Published: June 27, 2017, Penguin Canada

At a construction site in London, a workman unearths the chilling skeletal remains of a baby. Nothing can be found on the possible identity, the baby’s parents or how the body ended up buried at the site of old housing units being demolished. Enter Kate Waters – reporter and journalist hungry for a story and decides to look into the case of the “Building Site Baby” (who also made a debut in Barton’s first novel, The Widow).

Kate’s not searching for the answers for the sake of a good story but to also give the grieving family, wherever they are, some closure. Her investigation leads her to the unsolved disappearance of a baby from a maternity ward in 1970, where a woman named Angela claimed that her infant daughter was stolen from her hospital room years ago and never found. Could they be related? Little does Kate know that this would explode into something much bigger than she could’ve predicted.

The Child is told from different point of views and has four leading ladies; Kate, Angela, Emma and Jude. Angela has never fully recovered the trauma of having her baby girl stolen and it has affected her entire life. Upon seeing the newspaper article on the “Burial Site Baby” she cannot help but feel that this child might have been her Alicia that was stolen from a hospital more than a decade ago, but she never lost hope of finding her one-day.

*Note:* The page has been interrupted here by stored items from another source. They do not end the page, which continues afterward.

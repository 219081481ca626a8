//! 雪糕订货目录持久化库
//!
//! 提供带后端能力协商的商品目录存储：原生文件选择、应用沙箱文件、
//! 纯内存三个层级下保持同一套 CRUD/导入导出契约，并附带独立的选购数量存储

pub mod model;
pub mod storage;
pub mod utils;

// 重新导出主要类型
pub use model::catalog::{Binding, CatalogStore, ItemDraft, ItemPatch, StoreError};
pub use model::item::{default_items, sanitize, Item};
pub use model::selection::SelectionStore;
pub use storage::registry::HandleRegistry;
pub use storage::tier::Tier;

Emma is a nervous adult who became intrigued as well as possessed when she sees the story of the baby. She struggles because the remains were found where she used to live with her mom, Jude and her mom’s boyfriend many decades ago. Jude was always a selfish person – she threw Emma out of the house when she was a teenager and only had time for her boyfriend – not her only child. And although Emma has tried to confide in her mother, Jude still won’t listen. Now Emma is living in fear that her perfect life with husband, Paul, could be torn apart as her long buried secrets are finally dug up.

Barton packs her writing with drama and suspense that will increase the tension with each chapter and as the plot develops. The narratives are enticing, showing how each character is vulnerable and struggles with their inner demons. The on going plots in The Child give continuous unpredictable twists and turns that often changes the whole course of story line. The overall mystery is alluring and chilling, that readers will stay interested, wanting to know how Angela, Emma and Jude’s past might be connected and what happened to the “Burial Site Baby.”